Under the agreement, EchoSat will re-market Systech dial to IP conversion gateways to EchoSat merchants as part of a turnkey solution. Systech Internet Payment Gateways convert dial-up payment transactions to high-speed IP transactions.

The gateways connect POS payment terminals, POS payment controllers and ATMs to the EchoSat network. The EchoSat network transports the transactions to the EchoSat HUB, and then forwards them via a secure Internet connection to the merchant’s payment processor of choice.

The Systech/EchoSat IP transactions adhere to industry-standard SSL encryption specifications. Merchants benefit from both higher-speed transactions and recurring cost savings from eliminating dedicated dial-up telephone lines.

“Systech gateways allow our customers to more rapidly process payment transactions, benefit from lower transaction rates and simultaneously lower their telephony costs,” said Lee Rutherford, CEO of EchoSat.

“The payback is clear, and the excitement is high. EchoSat’s customers can benefit from a total communications solution, featuring very fast, secure payment transactions, a private, managed WAN, along with high-speed Internet access.

“Systech’s solid-state routing and connectivity solution, and their partnership positions with leading payment processors allows us to expand our value proposition to include new, low-cost electronic payment solutions.”

“The seamless mix of satellite and Internet transports offered by EchoSat is a powerful combination,” said John Stafford, Systech’s director of payment systems.

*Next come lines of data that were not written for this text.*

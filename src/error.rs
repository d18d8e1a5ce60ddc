use std::path::PathBuf;

/// Failures callers may want to match on. Everything else travels as
/// `anyhow::Error` with context attached.
#[derive(Debug, thiserror::Error)]
pub enum Error {
    #[error("failed to parse {artifact}: {reason}")]
    Parse { artifact: String, reason: String },

    #[error("expected 1 or 4 observability hosts, found {0}")]
    ObservabilityHostCount(usize),

    #[error("missing required environment variables: {}", .0.join(", "))]
    MissingEnv(Vec<String>),

    #[error("inventory group {0} has no hosts")]
    EmptyGroup(&'static str),

    #[error("`{command}` failed with status: {status}")]
    CommandFailed { command: String, status: String },

    #[error(
        "found {} without an init transcript; a previous vault initialization was interrupted \
         and needs manual recovery",
        .0.display()
    )]
    InterruptedInit(PathBuf),

    #[error("Vault API error ({status}): {body}")]
    VaultStatus { status: u16, body: String },

    #[error("{0} is not a supported cloud provider")]
    UnsupportedProvider(String),
}

impl Error {
    pub(crate) fn parse(artifact: impl Into<String>, reason: impl Into<String>) -> Self {
        Self::Parse {
            artifact: artifact.into(),
            reason: reason.into(),
        }
    }
}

“Effectively, EchoSat also becomes the merchants’ Internet Service Provider (ISP) with a simple, fixed-price, nationwide broadband IP solution. This can be very attractive for large merchants whose alternatives include an impossibly complex menu of broadband and dial service offerings … often requiring multiple vendors, each with geographic limitations falling short of the merchant’s reach.”